* _EXERCISE DETAILS_
Please print every record below exactly as it reads.

* _INPUT MATERIAL_

//! Error types for the AI client.

use thiserror::Error;

/// Result type alias for AI operations.
pub type AiResult<T> = Result<T, AiError>;

/// Errors that can occur calling the generative-language API.
#[derive(Debug, Error)]
pub enum AiError {
    /// No API key configured.
    #[error("GEMINI_API_KEY environment variable not set")]
    MissingApiKey,

    /// Empty input (nothing to summarize, or no topic given).
    #[error("empty input: {0}")]
    EmptyInput(&'static str),

    /// Transport-level failure (connect, timeout, body read).
    #[error("request to generative-language API failed: {0}")]
    Request(#[from] reqwest::Error),

    /// The API answered with a non-success status.
    #[error("generative-language API error: HTTP {status}: {message}")]
    Api { status: u16, message: String },

    /// The API answered 2xx but the response had no usable candidate text.
    #[error("malformed generative-language API response: {0}")]
    MalformedResponse(String),

    /// The model's text could not be turned into the expected structure.
    #[error("failed to parse model output: {0}")]
    Parse(String),
}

* _TASK OUTPUT_
//! Error types for the AI client.

use thiserror::Error;

/// Result type alias for AI operations.
pub type AiResult<T> = Result<T, AiError>;

/// Errors that can occur calling the generative-language API.
#[derive(Debug, Error)]
pub enum AiError {
    /// No API key configured.
    #[error("GEMINI_API_KEY environment variable not set")]
    MissingApiKey,

    /// Empty input (nothing to summarize, or no topic given).
    #[error("empty input: {0}")]
    EmptyInput(&'static str),

    /// Transport-level failure (connect, timeout, body read).
    #[error("request to generative-language API failed: {0}")]
    Request(#[from] reqwest::Error),

    /// The API answered with a non-success status.
    #[error("generative-language API error: HTTP {status}: {message}")]
    Api { status: u16, message: String },

    /// The API answered 2xx but the response had no usable candidate text.
    #[error("malformed generative-language API response: {0}")]
    MalformedResponse(String),

    /// The model's text could not be turned into the expected structure.
    #[error("failed to parse model output: {0}")]
    Parse(String),
}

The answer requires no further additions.